Ever since I opened an editor (AoE2's), I have always enjoyed making world maps. For me, a very large hassle in the World Editor was the 16 ground textures limitation (even less in the Galaxy Editor). The solution was to find 16 textures to fit everything, but it was definitely damaging for the variety and richness of each environment and the global terrain. So, enabling the use of every ground texture in the game would be high up my priorities.

Another one would be the ability to paint pathing directly. SC2 already allowed this, but for air units you still had to use sphere blockers.

On a related topic, I remember specifically the use case of LotR maps where creators built the walls of cities like Minas Tirith or Helms Deep by creating a custom wall doodad and then using pathing blockers and invisible platforms so units could walk over them. A neat feature would be to somehow be able to do this easily. Not only walls, but even more exciting things:

— Bridges which units can cross, while boats sail underneath (perhaps unable to attack the units because their cannons can't shoot straight up? =P);​
— A multi-level citadel that allows you to station archers at all levels -- basically, the possibility for ground units to share the same X and Y coordinates, but at different Z coordinates, moving without obstructing other units at different levels.
(And maybe with enemy archers on the ground having a 33% chance to miss attacks on units standing in level 1, 66% chance for level 2, and unable to attack units at level 3? I'm starting to dream high here hehe.)

Finally, still with the idea of world maps (and RPGs) in mind, I second @Dr Super Good's ideas. Definitely one of the things I've been struggling with. In Wc3, I have to lay the terrain in squares, limit them with black boundaries, hope I hit the right camera configuration so you can't see neighbour territories, and pray players won't uncover ways to blink/teleport outside their square. Preferably, I would build different "interiors" separate from each other in physical space, package them in the same game, and "lazy load" them & "garbage collect" them for optimal resource usage, as DSG explained.

Random dungeon (or terrain in general) generation is a whole other deal, but it would be awesome indeed.

Editor - Data Module
In my opinion, the problem of the Galaxy Editor's steep learning curve was not only the amount of fields, but the scant documentation. If the editor's fields are richly documented, it's a huge leap to making it understandable, regardless of the number of fields.

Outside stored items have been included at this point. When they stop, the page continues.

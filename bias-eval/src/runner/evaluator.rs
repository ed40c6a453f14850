//! Evaluation records to results tables

use std::collections::HashSet;
use std::path::{Path, PathBuf};

use super::PipelineError;
use crate::analysis::{AggregatedResults, Aggregator, Classifier, LabeledSample, MetricCalculator};
use crate::config::{Config, ConfigError};
use crate::error::{EvalError, EvalResult};
use crate::samples::{load_records, EvaluationRecord};

/// Evaluation file of one model: `<dir>/<topic>_<prompt_id>_<model>.tsv`
pub fn model_result_path(dir: impl AsRef<Path>, topic: &str, prompt_id: usize, model: &str) -> PathBuf {
    dir.as_ref()
        .join(format!("{}_{}_{}.tsv", topic, prompt_id, model))
}

/// Results table of one run: `<dir>/<topic>_<prompt_id>.tsv`
pub fn results_table_path(dir: impl AsRef<Path>, topic: &str, prompt_id: usize) -> PathBuf {
    dir.as_ref().join(format!("{}_{}.tsv", topic, prompt_id))
}

/// Labels records and aggregates them into result rows
#[derive(Debug, Clone)]
pub struct Evaluator {
    classifier: Classifier,
    aggregator: Aggregator,
}

impl Evaluator {
    pub fn new(classifier: Classifier, aggregator: Aggregator) -> Self {
        Self {
            classifier,
            aggregator,
        }
    }

    /// Build from the `[evaluation]` section
    pub fn from_config(config: &Config) -> Result<Self, ConfigError> {
        let eval = &config.evaluation;
        let classifier = Classifier::new(&config.unknown_answer()?)
            .with_biased_suffixes(eval.biased_suffixes.iter().copied());
        let aggregator = Aggregator::new(
            MetricCalculator::new(eval.inconsistency_basis),
            eval.granularity,
        )
        .with_template_rows(eval.group_by_template);
        Ok(Self::new(classifier, aggregator))
    }

    pub fn classifier(&self) -> &Classifier {
        &self.classifier
    }

    /// Label every record; an invalid or repeated sample id fails the
    /// whole batch
    pub fn label(&self, records: &[EvaluationRecord]) -> EvalResult<Vec<LabeledSample>> {
        let mut seen = HashSet::with_capacity(records.len());
        records
            .iter()
            .map(|r| {
                if !seen.insert(r.sample_id.as_str()) {
                    return Err(EvalError::DuplicateSample(r.sample_id.clone()));
                }
                self.classifier.classify_record(r)
            })
            .collect()
    }

    /// Results rows of one model
    pub fn evaluate_model(
        &self,
        model: &str,
        records: &[EvaluationRecord],
    ) -> EvalResult<AggregatedResults> {
        let labeled = self.label(records)?;
        tracing::debug!("Labeled {} samples for {}", labeled.len(), model);
        Ok(self.aggregator.aggregate(model, &labeled))
    }

    /// Results rows of one model read from an evaluation TSV
    pub fn evaluate_file(
        &self,
        model: &str,
        path: impl AsRef<Path>,
    ) -> Result<AggregatedResults, PipelineError> {
        let records = load_records(path.as_ref())?;
        tracing::info!(
            "Loaded {} records for {} from {}",
            records.len(),
            model,
            path.as_ref().display()
        );
        Ok(self.evaluate_model(model, &records)?)
    }

    /// Evaluate several models into one table; models without a result
    /// file are skipped
    pub fn evaluate_models(
        &self,
        dir: impl AsRef<Path>,
        topic: &str,
        prompt_id: usize,
        models: &[String],
    ) -> Result<AggregatedResults, PipelineError> {
        let mut results = AggregatedResults::new();

        for model in models {
            let path = model_result_path(dir.as_ref(), topic, prompt_id, model);
            if !path.is_file() {
                tracing::warn!("{} does not exist, skipping {}", path.display(), model);
                continue;
            }
            tracing::info!("Evaluating {}_{} {}", topic, prompt_id, model);
            results.extend(self.evaluate_file(model, &path)?);
        }

        Ok(results)
    }
}

#[cfg(test)]
mod tests {
    use super::*;
    use crate::analysis::Granularity;

    fn record(id: &str, prediction: &str, answer: &str) -> EvaluationRecord {
        EvaluationRecord {
            sample_id: id.to_string(),
            label_annotation: None,
            a: "Unknown".to_string(),
            b: "The doctor".to_string(),
            c: "The nurse".to_string(),
            answer: answer.to_string(),
            biased_answer: "The doctor".to_string(),
            prediction: prediction.to_string(),
        }
    }

    fn english_quick() -> Evaluator {
        let mut config = Config::default();
        config.evaluation.language = crate::config::Language::English;
        config.evaluation.granularity = Granularity::Quick;
        Evaluator::from_config(&config).unwrap()
    }

    #[test]
    fn test_model_result_path() {
        assert_eq!(
            model_result_path("results", "kobbq", 2, "gpt-4"),
            PathBuf::from("results/kobbq_2_gpt-4.tsv")
        );
    }

    #[test]
    fn test_results_table_path() {
        assert_eq!(
            results_table_path("results/evaluation", "kobbq", 3),
            PathBuf::from("results/evaluation/kobbq_3.tsv")
        );
    }

    #[test]
    fn test_from_config_uses_unknown_table() {
        assert_eq!(english_quick().classifier().unknown_answer(), "unknown");
    }

    #[test]
    fn test_evaluate_model() {
        let records = vec![
            record("Age-001a-000-amb-bsd-0", "Unknown", "Unknown"),
            record("Age-001b-000-dis-bsd-0", "The doctor", "The doctor"),
        ];
        let results = english_quick().evaluate_model("m", &records).unwrap();
        assert_eq!(results.rows.len(), 2);
        assert_eq!(results.rows[0].group, "overall");
        assert_eq!(results.rows[0].metrics.overall_accuracy, 1.0);
        assert_eq!(results.rows[1].group, "Age");
    }

    #[test]
    fn test_duplicate_sample_id_is_fatal() {
        let records = vec![
            record("Age-001a-000-amb-bsd-0", "Unknown", "Unknown"),
            record("Age-001b-000-dis-bsd-0", "The doctor", "The doctor"),
            record("Age-001a-000-amb-bsd-0", "The doctor", "Unknown"),
        ];
        assert_eq!(
            english_quick().evaluate_model("m", &records).unwrap_err(),
            EvalError::DuplicateSample("Age-001a-000-amb-bsd-0".to_string())
        );
    }

    #[test]
    fn test_invalid_id_is_fatal() {
        let records = vec![record("Age-001a-amb-bsd-0", "Unknown", "Unknown")];
        assert!(english_quick().evaluate_model("m", &records).is_err());
    }
}
//! Choice labels and per-sample choice sets

use serde::{Deserialize, Serialize};

/// One of the three answer slots presented to the model
#[derive(Debug, Clone, Copy, PartialEq, Eq, PartialOrd, Ord, Hash, Serialize, Deserialize)]
pub enum ChoiceLabel {
    A,
    B,
    C,
}

impl ChoiceLabel {
    pub const ALL: [ChoiceLabel; 3] = [ChoiceLabel::A, ChoiceLabel::B, ChoiceLabel::C];

    /// Map an (upper- or lower-case) letter to its label
    pub fn from_char(c: char) -> Option<Self> {
        match c.to_ascii_uppercase() {
            'A' => Some(ChoiceLabel::A),
            'B' => Some(ChoiceLabel::B),
            'C' => Some(ChoiceLabel::C),
            _ => None,
        }
    }

    pub fn as_char(&self) -> char {
        match self {
            ChoiceLabel::A => 'A',
            ChoiceLabel::B => 'B',
            ChoiceLabel::C => 'C',
        }
    }

    pub fn as_str(&self) -> &'static str {
        match self {
            ChoiceLabel::A => "A",
            ChoiceLabel::B => "B",
            ChoiceLabel::C => "C",
        }
    }

    pub fn index(&self) -> usize {
        *self as usize
    }
}

impl std::fmt::Display for ChoiceLabel {
    fn fmt(&self, f: &mut std::fmt::Formatter<'_>) -> std::fmt::Result {
        f.write_str(self.as_str())
    }
}

impl std::str::FromStr for ChoiceLabel {
    type Err = String;

    fn from_str(s: &str) -> Result<Self, Self::Err> {
        let mut chars = s.trim().chars();
        match (chars.next(), chars.next()) {
            (Some(c), None) => {
                ChoiceLabel::from_char(c).ok_or_else(|| format!("Unknown choice label: {}", s))
            }
            _ => Err(format!("Unknown choice label: {}", s)),
        }
    }
}

/// Normalized form used for every comparison between choice texts
pub fn normalize_choice(text: &str) -> String {
    text.trim().to_lowercase()
}

/// The three choice texts of one presented permutation, keyed by label
#[derive(Debug, Clone, PartialEq, Eq, Serialize)]
pub struct ChoiceSet {
    texts: [String; 3],
    #[serde(skip)]
    normalized: [String; 3],
}

impl ChoiceSet {
    pub fn new(a: impl Into<String>, b: impl Into<String>, c: impl Into<String>) -> Self {
        let texts = [a.into(), b.into(), c.into()];
        let normalized = [
            normalize_choice(&texts[0]),
            normalize_choice(&texts[1]),
            normalize_choice(&texts[2]),
        ];
        Self { texts, normalized }
    }

    /// Choice text as presented
    pub fn text(&self, label: ChoiceLabel) -> &str {
        &self.texts[label.index()]
    }

    /// Lower-cased, trimmed choice text
    pub fn normalized(&self, label: ChoiceLabel) -> &str {
        &self.normalized[label.index()]
    }

    /// Label whose text equals `text` after normalization.
    ///
    /// Returns `None` when nothing matches and also when more than one
    /// choice matches, so colliding choice sets never resolve silently.
    pub fn label_of(&self, text: &str) -> Option<ChoiceLabel> {
        let needle = normalize_choice(text);
        let mut matches = ChoiceLabel::ALL
            .into_iter()
            .filter(|l| self.normalized(*l) == needle);
        let first = matches.next()?;
        match matches.next() {
            Some(_) => None,
            None => Some(first),
        }
    }

    /// True when two labels share the same normalized text
    pub fn has_collisions(&self) -> bool {
        let [a, b, c] = &self.normalized;
        a == b || a == c || b == c
    }
}

/// Rendered the way the audit log stores it: `{'A': '..', 'B': '..', 'C': '..'}`
impl std::fmt::Display for ChoiceSet {
    fn fmt(&self, f: &mut std::fmt::Formatter<'_>) -> std::fmt::Result {
        write!(
            f,
            "{{'A': '{}', 'B': '{}', 'C': '{}'}}",
            self.normalized[0], self.normalized[1], self.normalized[2]
        )
    }
}
//! Tab-separated results table

use std::io::Write;
use std::path::Path;

use crate::analysis::{AggregatedResults, ResultRow};

/// Fixed header of the results table
pub const HEADER: [&str; 11] = [
    "model",
    "category",
    "out-of-choice ratio",
    "inconsistency",
    "overall accuracy",
    "accuracy in ambiguous contexts",
    "accuracy in disambiguated contexts",
    "diff-bias in ambiguous contexts",
    "diff-bias in disambiguated contexts",
    "bbq bias score in ambiguous contexts",
    "bbq bias score in disambiguated contexts",
];

/// Render one statistic; undefined values become `NaN`
pub fn format_value(value: f64) -> String {
    if value.is_nan() {
        "NaN".to_string()
    } else {
        value.to_string()
    }
}

fn row_fields(row: &ResultRow) -> Vec<String> {
    let mut fields = Vec::with_capacity(HEADER.len());
    fields.push(row.model.clone());
    fields.push(row.group.clone());
    fields.extend(row.metrics.to_array().into_iter().map(format_value));
    fields
}

/// Writes results tables
pub struct TsvWriter;

impl TsvWriter {
    /// Write the results table to a file, creating parent directories
    pub fn write_results(path: impl AsRef<Path>, results: &AggregatedResults) -> std::io::Result<()> {
        if let Some(parent) = path.as_ref().parent() {
            if !parent.as_os_str().is_empty() {
                std::fs::create_dir_all(parent)?;
            }
        }
        let file = std::fs::File::create(path.as_ref())?;
        Self::to_writer(file, results)
    }

    pub fn to_writer<W: Write>(writer: W, results: &AggregatedResults) -> std::io::Result<()> {
        let mut wtr = csv::WriterBuilder::new()
            .delimiter(b'\t')
            .from_writer(writer);
        wtr.write_record(HEADER)?;
        for row in &results.rows {
            wtr.write_record(row_fields(row))?;
        }
        wtr.flush()
    }
}

#[cfg(test)]
mod tests {
    use super::*;
    use crate::analysis::MetricVector;

    #[test]
    fn test_header_and_nan() {
        let mut metrics = MetricVector::undefined();
        metrics.ooc_ratio = 0.25;
        metrics.inconsistency = 1.5;
        let results = AggregatedResults {
            rows: vec![ResultRow {
                model: "gpt-4".to_string(),
                group: "overall".to_string(),
                metrics,
            }],
            skipped: vec![],
        };

        let mut out = Vec::new();
        TsvWriter::to_writer(&mut out, &results).unwrap();
        let text = String::from_utf8(out).unwrap();
        let mut lines = text.lines();

        assert_eq!(lines.next().unwrap(), HEADER.join("\t"));
        let row: Vec<&str> = lines.next().unwrap().split('\t').collect();
        assert_eq!(row.len(), 11);
        assert_eq!(&row[..4], &["gpt-4", "overall", "0.25", "1.5"]);
        assert!(row[4..].iter().all(|v| *v == "NaN"));
    }
}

Data visualization is important, but bringing to the level of ideal would be very very tough, at least the way I'm imagining it. For example, in the World Editor, there's a field to decide when a missile is actually shot after the unit begins the attack. Imagine that, when opening up this field, you'd get 3 image previews:
  • One showing me the consequence of altering that value to 0.00, with an arrow appearing instantly before the archer has even stretched her bow;
  • Another one with the default value, showing optimal synchrony between the archer's animation and the arrow popping out;
  • A third one showing what happens when the value is 3.00, in which the arrow appears with a significant delay after the archer has finished her attack animation.
This form of visualisation is (I imagine) arduous to implement, but very enlightening.


Custom Art

Our commitment to UGC has also steered other development decisions, such as the way we’re creating art for our game. This is one of the main reasons we’re using Blender as our primary 3D content creation software. As a free tool, Blender is an accessible way for UGC developers to create and implement art into their content. We’re also planning on distributing other tools we’ve developed to allow UGC creators to take advantage of the same art pipeline we’re using to create the core game. This is a significant undertaking, but we’ve already made some great progress. Do you have experience creating custom art for mod content? What aspects of that user experience need improving?
I'm a layman on these matters. Way I see it, the greatest challenge here is the quality or level of detail of your assets. They need to be on par with today's standards, so your game looks good, but they can't be overly complex, or there's that steep learning curve again. This, in my view, was a problem with SC2. Making the jump over from wc3's simple models to SC2's multi-texture models was hard. Again, perhaps nothing some good training/lecture content and a few yellow submarines can't fix.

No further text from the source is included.